# NodeDeploy KVM Review (Copied from LET)



## xBytez (May 17, 2013)

Hello there VPSboard, I've decided to make a review about my service I've had with NodeDeploy for quite a while.

I've got a KVM machine with 1GB of RAM and 4 CPU cores, and on a (shared) 1Gbp/s port.
The OS is Arch Linux 2013 (They put that ISO in espcially for me )

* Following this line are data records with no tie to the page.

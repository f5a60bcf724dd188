use std::net::SocketAddr;
use std::sync::Arc;

use tracing_subscriber::{layer::SubscriberExt, util::SubscriberInitExt};

use qline_api::config::ServerConfig;
use qline_api::router::build_app_router;
use qline_api::state::AppState;

#[tokio::main]
async fn main() {
    dotenvy::dotenv().ok();

    // --- Tracing ---
    tracing_subscriber::registry()
        .with(
            tracing_subscriber::EnvFilter::try_from_default_env()
                .unwrap_or_else(|_| "qline_api=debug,tower_http=debug".into()),
        )
        .with(tracing_subscriber::fmt::layer())
        .init();

    // --- Configuration ---
    let config = ServerConfig::from_env();
    tracing::info!(host = %config.host, port = %config.port, "Loaded server configuration");

    // --- Database ---
    let database_url = std::env::var("DATABASE_URL").expect("DATABASE_URL must be set");

    let pool = qline_db::create_pool(&database_url)
        .await
        .expect("Failed to connect to database");
    tracing::info!("Database connection pool created");

    qline_db::health_check(&pool)
        .await
        .expect("Database health check failed");
    tracing::info!("Database health check passed");

    qline_db::run_migrations(&pool)
        .await
        .expect("Failed to run database migrations");
    tracing::info!("Database migrations applied");

    // --- App state & router ---
    let state = AppState {
        pool,
        config: Arc::new(config.clone()),
    };
    let app = build_app_router(state, &config);

    // --- Start server ---
    let addr = SocketAddr::new(
        config.host.parse().expect("Invalid HOST address"),
        config.port,
    );
    tracing::info!(%addr, "Starting server");

    let listener = tokio::net::TcpListener::bind(addr)
        .await
        .expect("Failed to bind to address");

    axum::serve(listener, app)
        .with_graceful_shutdown(shutdown_signal())
        .await
        .expect("Server error");

    tracing::info!("Graceful shutdown complete");
}

/// Wait for a termination signal to initiate graceful shutdown.
///
/// Handles both SIGINT (Ctrl-C) and SIGTERM (on Unix) so the server
/// shuts down cleanly whether stopped interactively or by a process
/// manager (e.g. systemd, Docker, Kubernetes).
async fn shutdown_signal() {
    let ctrl_c = async {
        tokio::signal::ctrl_c()
            .await
            .expect("Failed to install Ctrl-C handler");
    };

    #[cfg(unix)]
    let terminate = async {
        tokio::signal::unix::signal(tokio::signal::unix::SignalKind::terminate())
            .expect("Failed to install SIGTERM handler")
            .recv()
            .await;
    };

    #[cfg(not(unix))]
    let terminate = std::future::pending::<()>();

    tokio::select! {
        () = ctrl_c => {
            tracing::info!("Received SIGINT (Ctrl-C), starting graceful shutdown");
        }
        () = terminate => {
            tracing::info!("Received SIGTERM, starting graceful shutdown");
        }
    }
}
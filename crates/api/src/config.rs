/// Server configuration loaded from environment variables.
///
/// All fields have sensible defaults suitable for local development.
/// In production, override via environment variables.
#[derive(Debug, Clone)]
pub struct ServerConfig {
    /// Bind address (default: `0.0.0.0`).
    pub host: String,
    /// Bind port (default: `3000`).
    pub port: u16,
    /// Allowed CORS origins, parsed from comma-separated `CORS_ORIGINS` env var.
    pub cors_origins: Vec<String>,
    /// HTTP request timeout in seconds (default: `30`).
    pub request_timeout_secs: u64,
    /// Seconds during which a serve/no-show/cancel action can be reverted
    /// back to waiting (default: `5`).
    pub undo_window_secs: i64,
    /// When set, intake emails must end with this suffix
    /// (e.g. `@ust.edu.ph`). Unset means any well-formed email is accepted.
    pub intake_email_domain: Option<String>,
}

impl ServerConfig {
    /// Load configuration from environment variables with defaults.
    ///
    /// | Env Var                | Default                    |
    /// |------------------------|----------------------------|
    /// | `HOST`                 | `0.0.0.0`                  |
    /// | `PORT`                 | `3000`                     |
    /// | `CORS_ORIGINS`         | `http://localhost:5173`    |
    /// | `REQUEST_TIMEOUT_SECS` | `30`                       |
    /// | `UNDO_WINDOW_SECS`     | `5`                        |
    /// | `INTAKE_EMAIL_DOMAIN`  | unset                      |
    pub fn from_env() -> Self {
        let host = std::env::var("HOST").unwrap_or_else(|_| "0.0.0.0".into());

        let port: u16 = std::env::var("PORT")
            .unwrap_or_else(|_| "3000".into())
            .parse()
            .expect("PORT must be a valid u16");

        let cors_origins: Vec<String> = std::env::var("CORS_ORIGINS")
            .unwrap_or_else(|_| "http://localhost:5173".into())
            .split(',')
            .map(|s| s.trim().to_string())
            .filter(|s| !s.is_empty())
            .collect();

        let request_timeout_secs: u64 = std::env::var("REQUEST_TIMEOUT_SECS")
            .unwrap_or_else(|_| "30".into())
            .parse()
            .expect("REQUEST_TIMEOUT_SECS must be a valid u64");

        let undo_window_secs: i64 = std::env::var("UNDO_WINDOW_SECS")
            .unwrap_or_else(|_| "5".into())
            .parse()
            .expect("UNDO_WINDOW_SECS must be a valid i64");

        let intake_email_domain = std::env::var("INTAKE_EMAIL_DOMAIN")
            .ok()
            .filter(|s| !s.is_empty());

        Self {
            host,
            port,
            cors_origins,
            request_timeout_secs,
            undo_window_secs,
            intake_email_domain,
        }
    }
}
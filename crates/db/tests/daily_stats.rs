//! Integration tests for the materialized daily statistics table.
//!
//! The central property: the materialized row is always identical to what
//! the aggregator computes from raw ticket rows.

use chrono::Utc;
use sqlx::PgPool;

use qline_core::stats::DailyStat;
use qline_core::ticket::TicketStatus;
use qline_core::types::DbId;
use qline_db::models::officer::CreateOfficer;
use qline_db::models::ticket::CreateTicket;
use qline_db::repositories::{DailyStatRepo, OfficerRepo, TicketRepo};

// ---------------------------------------------------------------------------
// Helpers
// ---------------------------------------------------------------------------

fn new_officer(prefix: &str) -> CreateOfficer {
    CreateOfficer {
        name: "Officer".to_string(),
        prefix: prefix.to_string(),
        counter_type: "general".to_string(),
        online: Some(true),
    }
}

fn walk_in() -> CreateTicket {
    CreateTicket {
        officer_id: None,
        counter_type: None,
        full_name: None,
        college: None,
        organization: None,
        email: None,
    }
}

async fn seed_officer(pool: &PgPool, prefix: &str) -> DbId {
    OfficerRepo::create(pool, &new_officer(prefix)).await.unwrap().id
}

/// Seed a day's worth of outcomes: 2 waiting (1 prioritized), 2 served,
/// 1 no-show, 1 cancelled.
async fn seed_day(pool: &PgPool, officer_id: DbId) {
    for _ in 0..2 {
        TicketRepo::create(pool, officer_id, &walk_in()).await.unwrap();
    }
    let prioritized = TicketRepo::list_waiting(pool, officer_id).await.unwrap()[1].id;
    TicketRepo::set_prioritized(pool, prioritized).await.unwrap().unwrap();

    for status in [
        TicketStatus::Served,
        TicketStatus::Served,
        TicketStatus::NoShow,
        TicketStatus::Cancelled,
    ] {
        let ticket = TicketRepo::create(pool, officer_id, &walk_in()).await.unwrap();
        TicketRepo::transition(pool, ticket.id, status).await.unwrap().unwrap();
    }
}

// ---------------------------------------------------------------------------
// Refresh and fetch
// ---------------------------------------------------------------------------

#[sqlx::test(migrations = "../../db/migrations")]
async fn refresh_materializes_the_aggregate(pool: PgPool) {
    let officer = seed_officer(&pool, "B").await;
    seed_day(&pool, officer).await;
    let today = Utc::now().date_naive();

    let refreshed = DailyStatRepo::refresh(&pool, officer, today).await.unwrap();

    assert_eq!(refreshed.total_count, 6);
    assert_eq!(refreshed.waiting_count, 2);
    assert_eq!(refreshed.served_count, 2);
    assert_eq!(refreshed.no_show_count, 1);
    assert_eq!(refreshed.cancelled_count, 1);
    assert_eq!(refreshed.prioritized_count, 1);

    let fetched = DailyStatRepo::fetch(&pool, today, Some(officer)).await.unwrap();
    assert_eq!(fetched.len(), 1);
    assert_eq!(DailyStat::from(fetched[0].clone()), refreshed);
}

#[sqlx::test(migrations = "../../db/migrations")]
async fn materialized_row_matches_recomputation_from_raw_rows(pool: PgPool) {
    let officer = seed_officer(&pool, "B").await;
    seed_day(&pool, officer).await;
    let today = Utc::now().date_naive();

    let materialized = DailyStatRepo::refresh(&pool, officer, today).await.unwrap();

    let tickets = TicketRepo::list_for_officer_on_date(&pool, officer, today)
        .await
        .unwrap();
    let recomputed = DailyStatRepo::compute(officer, today, &tickets).unwrap();

    assert_eq!(materialized, recomputed);
}

#[sqlx::test(migrations = "../../db/migrations")]
async fn per_status_counts_sum_to_total(pool: PgPool) {
    let officer = seed_officer(&pool, "B").await;
    seed_day(&pool, officer).await;
    let today = Utc::now().date_naive();

    let stat = DailyStatRepo::refresh(&pool, officer, today).await.unwrap();
    assert_eq!(
        stat.total_count,
        stat.waiting_count
            + stat.served_count
            + stat.no_show_count
            + stat.transferred_count
            + stat.cancelled_count
    );
}

#[sqlx::test(migrations = "../../db/migrations")]
async fn transfer_counts_once_on_each_side(pool: PgPool) {
    let source = seed_officer(&pool, "A").await;
    let target = seed_officer(&pool, "B").await;
    let ticket = TicketRepo::create(&pool, source, &walk_in()).await.unwrap();
    let today = Utc::now().date_naive();

    TicketRepo::transfer(&pool, ticket.id, target).await.unwrap().unwrap();

    let source_stat = DailyStatRepo::refresh(&pool, source, today).await.unwrap();
    let target_stat = DailyStatRepo::refresh(&pool, target, today).await.unwrap();

    assert_eq!(source_stat.transferred_count, 1);
    assert_eq!(source_stat.waiting_count, 0);
    assert_eq!(target_stat.waiting_count, 1);
    assert_eq!(target_stat.total_count, 1);
}

#[sqlx::test(migrations = "../../db/migrations")]
async fn refresh_of_an_empty_day_stores_a_zero_row(pool: PgPool) {
    let officer = seed_officer(&pool, "B").await;
    let today = Utc::now().date_naive();

    let stat = DailyStatRepo::refresh(&pool, officer, today).await.unwrap();
    assert_eq!(stat, DailyStat::empty(officer, today));

    let fetched = DailyStatRepo::fetch(&pool, today, None).await.unwrap();
    assert_eq!(fetched.len(), 1);
}

#[sqlx::test(migrations = "../../db/migrations")]
async fn fetch_filters_by_officer(pool: PgPool) {
    let a = seed_officer(&pool, "A").await;
    let b = seed_officer(&pool, "B").await;
    let today = Utc::now().date_naive();
    DailyStatRepo::refresh(&pool, a, today).await.unwrap();
    DailyStatRepo::refresh(&pool, b, today).await.unwrap();

    let all = DailyStatRepo::fetch(&pool, today, None).await.unwrap();
    assert_eq!(all.len(), 2);

    let only_a = DailyStatRepo::fetch(&pool, today, Some(a)).await.unwrap();
    assert_eq!(only_a.len(), 1);
    assert_eq!(only_a[0].officer_id, a);
}

#[sqlx::test(migrations = "../../db/migrations")]
async fn served_durations_feed_both_averages(pool: PgPool) {
    let officer = seed_officer(&pool, "B").await;
    let ticket = TicketRepo::create(&pool, officer, &walk_in()).await.unwrap();
    TicketRepo::transition(&pool, ticket.id, TicketStatus::Served)
        .await
        .unwrap()
        .unwrap();

    // Stretch the service duration to a known value.
    sqlx::query("UPDATE tickets SET updated_at = created_at + INTERVAL '90 seconds' WHERE id = $1")
        .bind(ticket.id)
        .execute(&pool)
        .await
        .unwrap();

    let today = Utc::now().date_naive();
    let stat = DailyStatRepo::refresh(&pool, officer, today).await.unwrap();
    assert_eq!(stat.avg_waiting_secs, 90);
    assert_eq!(stat.avg_consultation_secs, 90);
}
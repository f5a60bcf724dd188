//! Repository layer.
//!
//! Each repository is a zero-sized struct providing async CRUD methods
//! that accept `&PgPool` as the first argument. Methods that must compose
//! into a caller's transaction accept `impl PgExecutor` instead.

pub mod counter_repo;
pub mod daily_stat_repo;
pub mod officer_repo;
pub mod ticket_repo;

pub use counter_repo::CounterRepo;
pub use daily_stat_repo::DailyStatRepo;
pub use officer_repo::OfficerRepo;
pub use ticket_repo::TicketRepo;
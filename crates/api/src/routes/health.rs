use axum::extract::State;
use axum::{routing::get, Json, Router};
use serde::Serialize;

use crate::state::AppState;

/// Health check response payload.
#[derive(Serialize)]
pub struct HealthResponse {
    /// Overall service status.
    pub status: &'static str,
    /// Crate version from Cargo.toml.
    pub version: &'static str,
    /// Whether the database is reachable.
    pub db_healthy: bool,
}

/// GET /health -- returns service and database health.
async fn health_check(State(state): State<AppState>) -> Json<HealthResponse> {
    let db_healthy = qline_db::health_check(&state.pool).await.is_ok();

    let status = if db_healthy { "ok" } else { "degraded" };

    Json(HealthResponse {
        status,
        version: env!("CARGO_PKG_VERSION"),
        db_healthy,
    })
}

/// Mount health check routes (intended for root-level, NOT under `/api/v1`).
pub fn router() -> Router<AppState> {
    Router::new().route("/health", get(health_check))
}
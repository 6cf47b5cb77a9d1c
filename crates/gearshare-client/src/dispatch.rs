//! Fan-out of hub events to subscribers.
//!
//! Each event kind has its own insertion-ordered registry. Every inbound
//! event is handed to every subscriber registered at that moment, in
//! registration order. There is no buffering: with no subscribers the event
//! is dropped.

use crate::lock;
use gearshare_core::{ChatId, EventKind, HubEvent, Message, MessageRead, UnreadCount};
use serde_json::Value;
use std::panic::{AssertUnwindSafe, catch_unwind};
use std::sync::{Arc, Mutex, Weak};

type Callback<T> = Arc<dyn Fn(&T) + Send + Sync>;

struct Registry<T> {
    next_id: u64,
    entries: Vec<(u64, Callback<T>)>,
}

impl<T> Registry<T> {
    fn new() -> Self {
        Self {
            next_id: 0,
            entries: Vec::new(),
        }
    }

    fn insert(&mut self, callback: Callback<T>) -> u64 {
        let id = self.next_id;
        self.next_id += 1;
        self.entries.push((id, callback));
        id
    }

    fn remove(&mut self, id: u64) -> bool {
        let before = self.entries.len();
        self.entries.retain(|(entry, _)| *entry != id);
        self.entries.len() != before
    }

    fn snapshot(&self) -> Vec<Callback<T>> {
        self.entries.iter().map(|(_, cb)| cb.clone()).collect()
    }
}

struct Registries {
    messages: Mutex<Registry<Message>>,
    reads: Mutex<Registry<MessageRead>>,
    chats: Mutex<Registry<ChatId>>,
    unread: Mutex<Registry<UnreadCount>>,
}

impl Registries {
    fn remove(&self, kind: EventKind, id: u64) -> bool {
        match kind {
            EventKind::MessageReceived => lock(&self.messages).remove(id),
            EventKind::MessageRead => lock(&self.reads).remove(id),
            EventKind::ChatUpdated => lock(&self.chats).remove(id),
            EventKind::UnreadCountChanged => lock(&self.unread).remove(id),
        }
    }
}

/// Registry of event subscribers, shared by every clone.
#[derive(Clone)]
pub struct EventDispatcher {
    registries: Arc<Registries>,
}

impl Default for EventDispatcher {
    fn default() -> Self {
        Self::new()
    }
}

impl EventDispatcher {
    pub fn new() -> Self {
        Self {
            registries: Arc::new(Registries {
                messages: Mutex::new(Registry::new()),
                reads: Mutex::new(Registry::new()),
                chats: Mutex::new(Registry::new()),
                unread: Mutex::new(Registry::new()),
            }),
        }
    }

    pub fn on_message_received(
        &self,
        callback: impl Fn(&Message) + Send + Sync + 'static,
    ) -> Subscription {
        let id = lock(&self.registries.messages).insert(Arc::new(callback));
        self.subscription(EventKind::MessageReceived, id)
    }

    pub fn on_message_read(
        &self,
        callback: impl Fn(&MessageRead) + Send + Sync + 'static,
    ) -> Subscription {
        let id = lock(&self.registries.reads).insert(Arc::new(callback));
        self.subscription(EventKind::MessageRead, id)
    }

    pub fn on_chat_updated(&self, callback: impl Fn(&ChatId) + Send + Sync + 'static) -> Subscription {
        let id = lock(&self.registries.chats).insert(Arc::new(callback));
        self.subscription(EventKind::ChatUpdated, id)
    }

    pub fn on_unread_count_changed(
        &self,
        callback: impl Fn(&UnreadCount) + Send + Sync + 'static,
    ) -> Subscription {
        let id = lock(&self.registries.unread).insert(Arc::new(callback));
        self.subscription(EventKind::UnreadCountChanged, id)
    }

    fn subscription(&self, kind: EventKind, id: u64) -> Subscription {
        tracing::debug!("Subscribed to {} ({})", kind, id);
        Subscription {
            kind,
            id,
            registries: Arc::downgrade(&self.registries),
            active: true,
        }
    }

    pub fn subscriber_count(&self, kind: EventKind) -> usize {
        match kind {
            EventKind::MessageReceived => lock(&self.registries.messages).entries.len(),
            EventKind::MessageRead => lock(&self.registries.reads).entries.len(),
            EventKind::ChatUpdated => lock(&self.registries.chats).entries.len(),
            EventKind::UnreadCountChanged => lock(&self.registries.unread).entries.len(),
        }
    }

    /// Deliver a decoded event to every current subscriber of its kind.
    pub fn dispatch(&self, event: &HubEvent) {
        match event {
            HubEvent::MessageReceived(message) => fan_out(&self.registries.messages, event.kind(), message),
            HubEvent::MessageRead(read) => fan_out(&self.registries.reads, event.kind(), read),
            HubEvent::ChatUpdated(chat_id) => fan_out(&self.registries.chats, event.kind(), chat_id),
            HubEvent::UnreadCountChanged(count) => fan_out(&self.registries.unread, event.kind(), count),
        }
    }

    /// Decode transport arguments for `kind` and dispatch them.
    ///
    /// Malformed payloads are logged and dropped.
    pub fn dispatch_raw(&self, kind: EventKind, args: &[Value]) {
        match HubEvent::decode_kind(kind, args) {
            Ok(event) => self.dispatch(&event),
            Err(e) => tracing::warn!("Dropping hub event: {}", e),
        }
    }
}

fn fan_out<T>(registry: &Mutex<Registry<T>>, kind: EventKind, payload: &T) {
    // Callbacks run outside the lock so they may subscribe or unsubscribe.
    let callbacks = lock(registry).snapshot();
    if callbacks.is_empty() {
        tracing::debug!("No subscribers for {}, dropping", kind);
        return;
    }
    for (index, callback) in callbacks.iter().enumerate() {
        if catch_unwind(AssertUnwindSafe(|| callback(payload))).is_err() {
            tracing::warn!("{} subscriber #{} panicked", kind, index);
        }
    }
}

/// Handle to a registered callback.
///
/// Dropping the handle unsubscribes; call [`detach`](Self::detach) to keep
/// the callback registered for the dispatcher's lifetime.
#[must_use = "dropping a Subscription unsubscribes it immediately"]
pub struct Subscription {
    kind: EventKind,
    id: u64,
    registries: Weak<Registries>,
    active: bool,
}

impl Subscription {
    pub fn kind(&self) -> EventKind {
        self.kind
    }

    pub fn unsubscribe(mut self) {
        self.remove();
    }

    pub fn detach(mut self) {
        self.active = false;
    }

    fn remove(&mut self) {
        if !std::mem::replace(&mut self.active, false) {
            return;
        }
        if let Some(registries) = self.registries.upgrade()
            && registries.remove(self.kind, self.id)
        {
            tracing::debug!("Unsubscribed from {} ({})", self.kind, self.id);
        }
    }
}

impl Drop for Subscription {
    fn drop(&mut self) {
        self.remove();
    }
}
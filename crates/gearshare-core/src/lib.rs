//! Core types for the GearShare chat hub.
//!
//! This crate holds the data model and the typed hub contract. The client
//! crate drives the connection; nothing here touches the network.

mod chat;
mod hub;
mod ids;

pub use chat::{ChatParticipant, ChatSummary, Message, MessageRead, ReadReceipt, UnreadCount};
pub use hub::{EventDecodeError, EventKind, HubCommand, HubEvent};
pub use ids::{ChatId, IdParseError, MessageId};

use std::fmt;

/// Connection lifecycle state.
///
/// Owned by the transport binding; everything else only observes it.
#[derive(Debug, Clone, Copy, PartialEq, Eq, Default)]
pub enum ConnectionState {
    /// No connection, and none in progress.
    #[default]
    Disconnected,
    /// First connection attempt in progress.
    Connecting,
    /// Normal operation.
    Connected,
    /// Connection lost, automatic recovery in progress.
    Reconnecting,
    /// Caller-requested shutdown in progress.
    Disconnecting,
}

impl ConnectionState {
    pub fn is_connected(self) -> bool {
        self == Self::Connected
    }
}

impl fmt::Display for ConnectionState {
    fn fmt(&self, f: &mut fmt::Formatter<'_>) -> fmt::Result {
        f.write_str(match self {
            Self::Disconnected => "disconnected",
            Self::Connecting => "connecting",
            Self::Connected => "connected",
            Self::Reconnecting => "reconnecting",
            Self::Disconnecting => "disconnecting",
        })
    }
}
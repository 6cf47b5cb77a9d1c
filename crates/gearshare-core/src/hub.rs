//! Hub contract.
//!
//! The hub exposes four remote operations and pushes four kinds of event.
//! Both sides are closed enums so dispatch is checked for exhaustiveness;
//! names only appear at the wire boundary.

use crate::{ChatId, Message, MessageId, MessageRead, UnreadCount};
use serde_json::Value;
use std::fmt;

/// Remote operations the client invokes.
#[derive(Debug, Clone, PartialEq, Eq)]
pub enum HubCommand {
    SendMessage { chat_id: ChatId, content: String },
    JoinChat(ChatId),
    LeaveChat(ChatId),
    MarkAsRead(MessageId),
}

impl HubCommand {
    /// Remote method name.
    pub fn method(&self) -> &'static str {
        match self {
            Self::SendMessage { .. } => "SendMessage",
            Self::JoinChat(_) => "JoinChat",
            Self::LeaveChat(_) => "LeaveChat",
            Self::MarkAsRead(_) => "MarkAsRead",
        }
    }

    /// Positional arguments, in the order the hub declares them.
    pub fn arguments(&self) -> Vec<Value> {
        match self {
            Self::SendMessage { chat_id, content } => {
                vec![Value::from(chat_id.get()), Value::from(content.as_str())]
            }
            Self::JoinChat(chat_id) | Self::LeaveChat(chat_id) => vec![Value::from(chat_id.get())],
            Self::MarkAsRead(message_id) => vec![Value::from(message_id.as_str())],
        }
    }
}

impl fmt::Display for HubCommand {
    fn fmt(&self, f: &mut fmt::Formatter<'_>) -> fmt::Result {
        match self {
            Self::SendMessage { chat_id, .. } => write!(f, "SendMessage(chat {chat_id})"),
            Self::JoinChat(chat_id) => write!(f, "JoinChat({chat_id})"),
            Self::LeaveChat(chat_id) => write!(f, "LeaveChat({chat_id})"),
            Self::MarkAsRead(message_id) => write!(f, "MarkAsRead({message_id})"),
        }
    }
}

/// The kinds of event the hub pushes.
#[derive(Debug, Clone, Copy, PartialEq, Eq, Hash)]
pub enum EventKind {
    MessageReceived,
    MessageRead,
    ChatUpdated,
    UnreadCountChanged,
}

impl EventKind {
    pub const ALL: [EventKind; 4] = [
        EventKind::MessageReceived,
        EventKind::MessageRead,
        EventKind::ChatUpdated,
        EventKind::UnreadCountChanged,
    ];

    /// Wire name of the event.
    pub fn name(self) -> &'static str {
        match self {
            Self::MessageReceived => "ReceiveMessage",
            Self::MessageRead => "MessageRead",
            Self::ChatUpdated => "ChatUpdated",
            Self::UnreadCountChanged => "UnreadCountChanged",
        }
    }

    pub fn from_name(name: &str) -> Option<Self> {
        Self::ALL.into_iter().find(|k| k.name() == name)
    }
}

impl fmt::Display for EventKind {
    fn fmt(&self, f: &mut fmt::Formatter<'_>) -> fmt::Result {
        f.write_str(self.name())
    }
}

/// A decoded server-pushed event.
#[derive(Debug, Clone, PartialEq)]
pub enum HubEvent {
    MessageReceived(Message),
    MessageRead(MessageRead),
    ChatUpdated(ChatId),
    UnreadCountChanged(UnreadCount),
}

impl HubEvent {
    pub fn kind(&self) -> EventKind {
        match self {
            Self::MessageReceived(_) => EventKind::MessageReceived,
            Self::MessageRead(_) => EventKind::MessageRead,
            Self::ChatUpdated(_) => EventKind::ChatUpdated,
            Self::UnreadCountChanged(_) => EventKind::UnreadCountChanged,
        }
    }

    /// Decode an event from its wire name and positional arguments.
    pub fn decode(name: &str, args: &[Value]) -> Result<Self, EventDecodeError> {
        let kind = EventKind::from_name(name)
            .ok_or_else(|| EventDecodeError::UnknownEvent(name.to_string()))?;
        Self::decode_kind(kind, args)
    }

    pub fn decode_kind(kind: EventKind, args: &[Value]) -> Result<Self, EventDecodeError> {
        let payload = args
            .first()
            .cloned()
            .ok_or(EventDecodeError::MissingPayload(kind))?;
        let bad = |source| EventDecodeError::BadPayload { kind, source };

        Ok(match kind {
            EventKind::MessageReceived => Self::MessageReceived(serde_json::from_value(payload).map_err(bad)?),
            EventKind::MessageRead => Self::MessageRead(serde_json::from_value(payload).map_err(bad)?),
            EventKind::ChatUpdated => Self::ChatUpdated(serde_json::from_value(payload).map_err(bad)?),
            EventKind::UnreadCountChanged => {
                Self::UnreadCountChanged(serde_json::from_value(payload).map_err(bad)?)
            }
        })
    }
}

/// Error decoding a pushed event.
#[derive(Debug, thiserror::Error)]
pub enum EventDecodeError {
    #[error("unknown hub event: {0}")]
    UnknownEvent(String),
    #[error("{0} event carried no payload")]
    MissingPayload(EventKind),
    #[error("malformed {kind} payload: {source}")]
    BadPayload {
        kind: EventKind,
        #[source]
        source: serde_json::Error,
    },
}

#[cfg(test)]
mod tests {
    use super::*;
    use serde_json::json;

    #[test]
    fn command_arguments_are_positional() {
        let cmd = HubCommand::SendMessage {
            chat_id: ChatId::new(42),
            content: "hi".into(),
        };
        assert_eq!(cmd.method(), "SendMessage");
        assert_eq!(cmd.arguments(), vec![json!(42), json!("hi")]);

        let cmd = HubCommand::MarkAsRead(MessageId::from(9_i64));
        assert_eq!(cmd.arguments(), vec![json!("9")]);
    }

    #[test]
    fn event_names_roundtrip() {
        for kind in EventKind::ALL {
            assert_eq!(EventKind::from_name(kind.name()), Some(kind));
        }
        assert_eq!(EventKind::from_name("Typing"), None);
    }

    #[test]
    fn decode_unread_count() {
        let event = HubEvent::decode(
            "UnreadCountChanged",
            &[json!({"chatId": 5, "unreadCount": 3})],
        )
        .unwrap();
        assert_eq!(
            event,
            HubEvent::UnreadCountChanged(UnreadCount {
                chat_id: ChatId::new(5),
                unread_count: 3
            })
        );
    }

    #[test]
    fn decode_chat_updated_takes_bare_id() {
        let event = HubEvent::decode("ChatUpdated", &[json!(12)]).unwrap();
        assert_eq!(event, HubEvent::ChatUpdated(ChatId::new(12)));
    }

    #[test]
    fn decode_rejects_unknown_and_malformed() {
        assert!(matches!(
            HubEvent::decode("Typing", &[json!(1)]),
            Err(EventDecodeError::UnknownEvent(_))
        ));
        assert!(matches!(
            HubEvent::decode("ChatUpdated", &[]),
            Err(EventDecodeError::MissingPayload(EventKind::ChatUpdated))
        ));
        assert!(matches!(
            HubEvent::decode("MessageRead", &[json!({"nope": true})]),
            Err(EventDecodeError::BadPayload { .. })
        ));
    }
}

I've got 1 IPv4 address and 10 IPv6 addresses.

Support:

The support is great and they help you out quite quickly without having to ask a ton of questions to get them do what you want them to do.

VPS Performance:

IDE:
CPU model : QEMU Virtual CPU version (cpu64-rhel6)
Number of cores : 4
CPU frequency : 1999.999 MHz
Total amount of ram : 998 MB
Total amount of swap : 1953 MB
System uptime : 2 days, 13:37,
Download speed from CacheFly: 30.8MB/s
Download speed from Linode, Atlanta GA: 3.84MB/s
Download speed from Linode, Dallas, TX: 4.81MB/s
Download speed from Linode, Tokyo, JP: 2.31MB/s
Download speed from Linode, London, UK: 24.3MB/s
Download speed from Linode, Fremont, CA: 1.85MB/s
Download speed from Linode, Newark, NJ: 9.64MB/s
Download speed from Leaseweb, Haarlem, NL: 11.2MB/s
Download speed from Softlayer, Singapore: 3.39MB/s
Download speed from Softlayer, Seattle, WA: 7.97MB/s
Download speed from Softlayer, San Jose, CA: 7.92MB/s
Download speed from Softlayer, Washington, DC: 12.6MB/s
I/O speed : 42.3 MB/s

VirtIO:
CPU model : QEMU Virtual CPU version (cpu64-rhel6)
Number of cores : 4
CPU frequency : 1999.999 MHz
Total amount of ram : 998 MB
Total amount of swap : 1953 MB
System uptime : 0 min,
Download speed from CacheFly: 37.5MB/s
Download speed from Linode, Atlanta GA: 4.23MB/s
Download speed from Linode, Dallas, TX: 3.79MB/s
Download speed from Linode, Tokyo, JP: 745KB/s
Download speed from Linode, London, UK: 25.7MB/s
Download speed from Linode, Fremont, CA: 1.97MB/s
Download speed from Linode, Newark, NJ: 3.90MB/s
Download speed from Leaseweb, Haarlem, NL: 11.1MB/s
Download speed from Softlayer, Singapore: 3.75MB/s
Download speed from Softlayer, Seattle, WA: 8.27MB/s
Download speed from Softlayer, San Jose, CA: 8.24MB/s
Download speed from Softlayer, Washington, DC: 13.5MB/s
I/O speed : 164 MB/s

Control Panel:

SolusVM with a proper SSL certificate, I'm glad Chrome didn't moan about a non-valid SSL certificate, and RapidSSL is quite a good company.

Pricing:

Very cheap for the performance! NodeDeploy is absolutely way to go for the performance you get for the price!

Response Times:

The response time is actually very very long, but I have been told by their staff that they're only with 3 persons and they obviously can't be on all the time.

This is actually my first review and I know it isn't that long, but I hope it was quite alright for the first time.


----------